After that, we went back to the hotel’s gym in order to do some work with swiss balls (and yes, we made all those jokes too). I will say this much – for a giant inflatable ball, they make for a great bit of gym kit for core work. I’m quite impressed (and sore). The balance element they bring is good too – I was being pushed hard to maintain my balance while kneeling on it and only Neil Stirton was able to stand on them.

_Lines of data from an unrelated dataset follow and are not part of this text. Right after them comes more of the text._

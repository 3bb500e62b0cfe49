use std::path::PathBuf;

use anyhow::Context;
use clap::Parser;
use pagination::{PageInfo, QueryParams};
use serde::Serialize;
use serde_json::Value;
use tracing_subscriber::{layer::SubscriberExt, util::SubscriberInitExt};

mod action;
mod config;

use action::Action;
use config::Settings;

#[derive(Parser)]
#[command(name = "pager")]
#[command(about = "Page through a JSON array", long_about = None)]
#[command(version)]
struct Cli {
    /// JSON file holding an array of items
    file: PathBuf,

    /// Steps to apply in order: next, prev, first, last, goto:N, size:N, total:N
    actions: Vec<Action>,

    #[command(flatten)]
    settings: Settings,

    #[arg(short, long)]
    verbose: bool,
}

#[derive(Serialize)]
struct PageReport<'a> {
    info: PageInfo,
    range: Vec<u32>,
    query: QueryParams,
    items: &'a [Value],
}

fn main() -> anyhow::Result<()> {
    dotenvy::dotenv().ok();

    let cli = Cli::parse();

    let log_level = if cli.verbose { "debug" } else { "info" };
    tracing_subscriber::registry()
        .with(
            tracing_subscriber::EnvFilter::try_from_default_env()
                .unwrap_or_else(|_| format!("pager={},pagination={}", log_level, log_level).into()),
        )
        .with(tracing_subscriber::fmt::layer().with_writer(std::io::stderr))
        .init();

    tracing::debug!("Loading items from: {}", cli.file.display());
    let content = std::fs::read_to_string(&cli.file)
        .with_context(|| format!("Cannot read {}", cli.file.display()))?;
    let items: Vec<Value> = serde_json::from_str(&content)
        .with_context(|| format!("{} must contain a JSON array", cli.file.display()))?;
    tracing::debug!("Loaded {} items", items.len());

    let mut state = cli.settings.open_state(items.len() as u64)?;

    for action in &cli.actions {
        if !action.apply(&mut state) {
            tracing::info!("Action '{}' left page {} unchanged", action, state.current_page());
        }
    }

    let report = PageReport {
        info: state.page_info(),
        range: state.compute_page_range(cli.settings.window),
        query: state.to_query_params(),
        items: state.slice_for_current_page(&items),
    };
    println!(
        "{}",
        serde_json::to_string_pretty(&report).context("Failed to serialize page")?
    );

    Ok(())
}
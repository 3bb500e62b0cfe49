use thiserror::Error;
use validator::ValidationErrors;

#[derive(Debug, Error)]
pub enum PaginationError {
    #[error("Validation error: {0}")]
    Validation(#[from] ValidationErrors),

    #[error("Page source error: {0}")]
    Source(String),
}

pub type Result<T> = std::result::Result<T, PaginationError>;

impl PaginationError {
    pub fn is_validation(&self) -> bool {
        matches!(self, PaginationError::Validation(_))
    }
}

Once the gym work was done, it was back off to hydrotherapy. This time around Kimmo decided to show us the Finnish way to do things and demonstrated the plunge pool. Allow me to explain, for those who’ve not done this. The idea is, you go to Finland in late Autumn/early Winter, when the average temperature is between 5C and -30C, you change into swimming trunks and you get into the normal hydrotherapy pool, which is about 5’6″ or so of comfortably warm water, and after a moment or two, you get out, walk up to this smaller pool (about 3′ by 5′ by 4′ deep) that’s filled with ice-cold water, and you get in. And immerse yourself fully. And stay there for up to two or three minutes. After which, you get back in the hot water. And you do this repeatedly.

And the really insane part? It feels good. Well, not the first time you get in, that’s a bit of a shock to the system. I think I lasted 30 seconds before legging it to the warm water again. But after that initial shock, it’s a very remarkable feeling. All the capillaries in your skin have shut down and then start to reopen in the warm water, so you get a feeling akin to pins and needles, but different and not as intense and not painful. It’s like a deep tingling all over and it’s quite pleasant, you find yourself grinning like an eejit. It’s disconcerting in that the cold water does stick to you when you get back in the pool so your skin does eventually say “I give up, I don’t know what the hell you’re doing to me” and starts feeding nonsense signals to your brain so you don’t know if you’re in hot or cold water anymore. All in all we were back into the pool three or four times tonight. And after that, the obvious thing to do is spend a few minutes in the jacuzzi and then hit the steam room.

By the way, the steam rooms in the gyms back home in Ireland? Pale imitation. The steam in these were so thick you caouldn’t see clearly across the room. And it really heats you up after the plunge pool, and forget dehydration, this thing gets more moisture into you than a danish chicken breast water injector. Your skin feels better, you feel warmer, you feel utterly hydrated, and completely decongested to boot. Wonderful stuff. You can see why the Finns make such a big deal about steam rooms and saunas.

Dinner after that was a bit of an anticlimax really. Chicken with rice and salad and some nice bread and a yoghurt&pineapple dessert. Nothing terribly fancy. Then back to the rooms, write up the diary and the notes for the blog for the day, skype home, watch a little tv and hit the hay. Well, almost. We did try to do a load of laundry tonight.